CHICAGO – The US Department of Veterans Affairs (VA) top medical officer told the Association of VA Hematology/Oncology (AVAHO) oncology members that they are at the forefront of the agency’s push to expand care for veterans who may have been injured by exposure to hazardous materials on the job.

“All of you are playing a critical role in implementing the PACT Act, the signature legislative achievement of the Biden administration,” said Shereef Elnahal, MD, MBA, the VA Under Secretary for Health, in a keynote address at the 2023 annual meeting of AVAHO. “But more importantly, if we do our jobs right, it could be the largest expansion of veterans’ benefits in the history of this country. That requires us to have the capacity to deliver care to so many more individuals.”

The VA has provided more than 4.1 million free toxic exposure screenings to veterans since President Biden signed the PACT Act (The Sergeant First Class Heath Robinson Honoring our Promise to Address Comprehensive Toxics Act) in August 2022. The legislation prioritizes claims for cancer, terminal illnesses, and homelessness, and the White House says it has allowed the Veterans Health Administration and the Veterans Benefits Administration to grow at the fastest rates in 2 decades. 

“Almost every type of solid tumor is now considered a presumptive condition associated with burden of exposure to veterans deployed anywhere in Central Command, either in the Persian Gulf War or the post-9/11 conflicts,” said Under Secretary Elnahal, who was confirmed in his job by the Senate in July 2022. 

Implementing the PACT Act “requires all of us to make investments and further strengthen our system’s care for oncology,” he said. It is also crucial, to reduce “leakage into the community,” referring to veterans who leave the VA for private care. “I know for a fact that the care that veterans get when they have oncology services available in our direct-care system within VA is better. That's not a contention. That is proven by different peer-reviewed studies over the years. And I think that comparison is only intensifying when it comes to how much better evidence-based care our veterans receive at the hands of all of you across the country.”

Elnahal highlighted the development of a “2-way” cancer registry that will allow the National Institute and the VA to exchange cancer diagnosis and treatment data with state registries. “This will give the VA access to critical data in a complete way—to what veterans have experienced, especially veterans who are getting parts of their care in one place and parts of their care in a different place.”

On the data front, he also noted that “the PACT Act also requires us to research the future and determine the next set of presumptive conditions that are related to the hazards of serving our country. It requires that we have robust data sets to be able to gain those insights.”
More globally, Elnahal said the VA can play a crucial role in the Cancer Moonshot Program: “We can win the race, and VA can contribute asymmetrically to that race, to make cancer a chronic condition.”

He highlighted efforts within the VA to battle cancer such as programs to reduce disparities, boost cancer screening, treat rural veterans via a national teleoncology service, and implement the Close to Me program to bring infusion services to veterans in isolated regions.

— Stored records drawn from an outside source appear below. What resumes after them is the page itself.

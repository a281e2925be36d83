//! Application-log noise generation with per-language template pools.
//!
//! The level split is a designed constant: 99% INFO, 0.8% WARN, 0.2% ERROR.
//! Real services are overwhelmingly quiet — an agent grepping for ERROR
//! should find a handful of plausible red herrings, not a wall of them.

use chrono::Duration;
use serde::{Deserialize, Serialize};

use crate::{
    entry::{Entry, LogLine},
    generator::{EntryGenerator, GeneratorConfig},
    rng::PositionRng,
    types::Position,
};

/// Implementation language of the simulated service. Selects which
/// template pool a service logs from.
#[derive(Debug, Clone, Copy, PartialEq, Eq, Serialize, Deserialize, Default)]
#[serde(rename_all = "snake_case")]
pub enum ServiceLanguage {
    #[default]
    Go,
    Python,
    Rust,
    Java,
}

pub struct LogNoiseGenerator {
    service_name: String,
    language: ServiceLanguage,
}

impl LogNoiseGenerator {
    pub fn new(service_name: impl Into<String>, language: ServiceLanguage) -> Self {
        Self {
            service_name: service_name.into(),
            language,
        }
    }
}

impl EntryGenerator for LogNoiseGenerator {
    fn generate(
        &self,
        config: &GeneratorConfig,
        position: Position,
        rng: &mut PositionRng,
    ) -> Entry {
        let jitter_seconds = rng.range_i64(-30, 30);
        let timestamp = config.base_time(position) + Duration::seconds(jitter_seconds);

        // 99% INFO / 0.8% WARN / 0.2% ERROR.
        let roll = rng.next_f64();
        let level = if roll < 0.002 {
            "ERROR"
        } else if roll < 0.01 {
            "WARN"
        } else {
            "INFO"
        };

        let message = match self.language {
            ServiceLanguage::Go => go_message(level, rng),
            ServiceLanguage::Python => python_message(level, rng),
            ServiceLanguage::Rust => rust_message(level, rng),
            ServiceLanguage::Java => java_message(level, rng),
        };

        let function = *rng.pick(functions(self.language));

        Entry::Log(LogLine {
            timestamp,
            level: level.to_string(),
            message,
            function: function.to_string(),
            service: self.service_name.clone(),
        })
    }
}

fn functions(language: ServiceLanguage) -> &'static [&'static str] {
    match language {
        ServiceLanguage::Go => &[
            "PlaceOrder", "quoteShipping", "shipOrder", "sendOrderConfirmation",
            "getUserCart", "chargeCard", "prepOrderItems", "convertCurrency",
            "sendToPostProcessor", "emptyUserCart", "validateAddress",
        ],
        ServiceLanguage::Python => &[
            "ListRecommendations", "get_product", "refresh_catalog",
            "predict", "serve", "health_check",
        ],
        ServiceLanguage::Rust => &["get_quote", "ship_order", "calculate_cost", "health_check"],
        ServiceLanguage::Java => &["getAds", "evaluateFlag", "renderAd", "healthCheck"],
    }
}

fn hexish(rng: &mut PositionRng, lo: u64, hi: u64) -> String {
    format!("{:06x}", lo + rng.below(hi - lo))
}

fn go_message(level: &str, rng: &mut PositionRng) -> String {
    match level {
        "ERROR" => match rng.below(4) {
            0 => format!(
                "failed POST to {}: context deadline exceeded (Client.Timeout exceeded while awaiting headers)",
                rng.pick(&["shipping service", "email service", "cart service"])
            ),
            1 => "could not charge the card: rpc error: code = DeadlineExceeded".to_string(),
            2 => format!(
                "shipping quote failure: failed POST to {}: context deadline exceeded",
                rng.pick(&["shipping service", "email service", "cart service"])
            ),
            _ => "failed to get user cart during checkout: rpc error: code = Unavailable".to_string(),
        },
        "WARN" => match rng.below(5) {
            0 => format!(
                "retrying request attempt {}/5, backoff {}s",
                rng.below(5) + 1,
                rng.pick(&[2u64, 4, 8, 16, 32])
            ),
            1 => format!("slow query detected: duration={}ms threshold=500ms", 500 + rng.below(4500)),
            2 => format!("context deadline approaching: remaining={}ms", 100 + rng.below(4900)),
            3 => format!(
                "deprecated API called: {}",
                rng.pick(&["/v1/validate", "/legacy/quote", "/api/v1/check"])
            ),
            _ => format!("connection pool utilization high: {}%", 60 + rng.below(40)),
        },
        _ => match rng.below(10) {
            0 => format!(
                "[PlaceOrder] user_id=usr-{} user_currency={}",
                hexish(rng, 0x10000, 0x9ffff),
                rng.pick(&["USD", "EUR", "GBP", "JPY", "CAD"])
            ),
            1 => format!("payment went through transaction_id=tx-{}", hexish(rng, 0x100000, 0xffffff)),
            2 => format!("order placed app.order.id=ord-{}", hexish(rng, 0x100000, 0xffffff)),
            3 => format!("order confirmation email sent to user{}@example.com", rng.below(9999) + 1),
            4 => "sending to postProcessor".to_string(),
            5 => format!(
                "Successful to write message. offset: {}, duration: {}ms",
                1000 + rng.below(49000),
                rng.below(50) + 1
            ),
            6 => format!(
                "service config: &{{productCatalogSvcAddr:{}:8080 cartSvcAddr:{}:8080}}",
                rng.pick(&["product-catalog", "cart", "payment", "shipping-service", "email-service"]),
                rng.pick(&["currency", "recommendation", "ad"])
            ),
            7 => format!(
                "connection established to {}:{}",
                rng.pick(&["product-catalog", "cart", "payment", "shipping-service", "email-service"]),
                rng.pick(&[8080u64, 9090, 50051, 3000])
            ),
            8 => "gRPC health check: SERVING".to_string(),
            _ => format!("starting to listen on tcp: \":{}\"", rng.pick(&[8080u64, 9090, 50051, 3000])),
        },
    }
}

fn python_message(level: &str, rng: &mut PositionRng) -> String {
    match level {
        "ERROR" => match rng.below(3) {
            0 => "gRPC error calling ProductCatalogService: StatusCode.DEADLINE_EXCEEDED".to_string(),
            1 => "Failed to refresh product catalog: connection refused".to_string(),
            _ => "Unhandled exception in recommendation handler".to_string(),
        },
        "WARN" => match rng.below(3) {
            0 => "Cache miss for product OLJCESPC7Z, fetching from catalog".to_string(),
            1 => format!("Recommendation model stale: last refresh {} minutes ago", rng.below(60) + 1),
            _ => format!("ThreadPoolExecutor at capacity: {}/10 workers busy", 5 + rng.below(6)),
        },
        _ => match rng.below(6) {
            0 => format!(
                "Received request: ListRecommendations for user usr-{}",
                hexish(rng, 0x10000, 0x9ffff)
            ),
            1 => format!("Product catalog cache refreshed: {} products", rng.below(100) + 1),
            2 => format!("Recommendation model loaded: version=v{}.{}", rng.below(3) + 1, rng.below(11)),
            3 => format!("gRPC server started on port {}", rng.pick(&[8080u64, 9090, 50051, 3000])),
            4 => "Health check: OK".to_string(),
            _ => format!("Processing request with {} product IDs", rng.below(100) + 1),
        },
    }
}

fn rust_message(level: &str, rng: &mut PositionRng) -> String {
    match level {
        "ERROR" => format!(
            "{}: {}",
            rng.pick(&["Internal server error", "Failed to connect to quote service"]),
            rng.pick(&["connection refused", "timeout", "broken pipe"])
        ),
        "WARN" => match rng.below(2) {
            0 => format!("Slow request: GET /get-quote latency={}ms", 200 + rng.below(300)),
            _ => format!("Connection pool running low: {} of 10 available", rng.below(6)),
        },
        _ => match rng.below(5) {
            0 => format!("Actix-web server started on 0.0.0.0:{}", rng.pick(&[8080u64, 9090, 3000])),
            1 => format!("GET /get-quote completed status=200 latency={}ms", rng.below(500) + 1),
            2 => format!("POST /ship-order completed status=200 latency={}ms", rng.below(500) + 1),
            3 => format!(
                "Shipping cost calculated: ${}.{:02} for {} items",
                5 + rng.below(45),
                rng.below(100),
                rng.below(10) + 1
            ),
            _ => "Health check: OK".to_string(),
        },
    }
}

fn java_message(level: &str, rng: &mut PositionRng) -> String {
    match level {
        "ERROR" => match rng.below(2) {
            0 => format!(
                "java.lang.NullPointerException at AdService.getAds(AdService.java:{})",
                100 + rng.below(300)
            ),
            _ => format!(
                "io.grpc.StatusRuntimeException: UNAVAILABLE: {}",
                rng.pick(&["io exception", "connection reset", "peer not available"])
            ),
        },
        "WARN" => match rng.below(2) {
            0 => format!("High CPU load detected: {}%", 40 + rng.below(56)),
            _ => format!(
                "Ad rendering slow: {}ms for {} ads",
                rng.below(500) + 1,
                rng.below(10) + 1
            ),
        },
        _ => match rng.below(4) {
            0 => format!("AdService started on port {}", rng.pick(&[8080u64, 9090, 50051])),
            1 => format!("Feature flag adHighCpu evaluated: {}", rng.pick(&["true", "false"])),
            2 => format!(
                "Ad request processed: {} ads returned in {}ms",
                rng.below(10) + 1,
                rng.below(100) + 1
            ),
            _ => "gRPC health check: SERVING".to_string(),
        },
    }
}

#[cfg(test)]
mod tests {
    use super::*;
    use crate::rng::source_discriminant;

    fn config(total: usize) -> GeneratorConfig {
        GeneratorConfig::new(42, source_discriminant("logs", "checkout"), total)
    }

    #[test]
    fn level_distribution_is_heavily_info() {
        let cfg = config(20_000);
        let generator = LogNoiseGenerator::new("checkout", ServiceLanguage::Go);
        let mut info = 0usize;
        let mut warn = 0usize;
        let mut error = 0usize;
        for p in 0..20_000 {
            let entry = generator.generate(&cfg, p, &mut cfg.rng_at(p));
            match entry.field("level").unwrap().as_str() {
                "INFO" => info += 1,
                "WARN" => warn += 1,
                "ERROR" => error += 1,
                other => panic!("unexpected level {other}"),
            }
        }
        assert!(info > 19_000, "INFO share too low: {info}");
        assert!((50..=400).contains(&warn), "WARN share off: {warn}");
        assert!((10..=120).contains(&error), "ERROR share off: {error}");
    }

    #[test]
    fn entry_carries_service_name() {
        let cfg = config(100);
        let generator = LogNoiseGenerator::new("shipping-service", ServiceLanguage::Rust);
        let entry = generator.generate(&cfg, 7, &mut cfg.rng_at(7));
        assert_eq!(entry.field("service").as_deref(), Some("shipping-service"));
    }
}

But Elnahal’s presentation was not entirely rosy. He warned that 40% of veterans are being served outside the VA. “That's sort of a rule-of-thumb threshold when you start looking more like a payer than a provider.”

He also noted that while the VA hired 54,000 people in just the past year—6.2% growth—it takes a long time to bring workers on board. “That’s why I'm holding every single leader in our system accountable for reducing onboarding times by at least a month,” he said. The AVAHO audience enthusiastically applauded.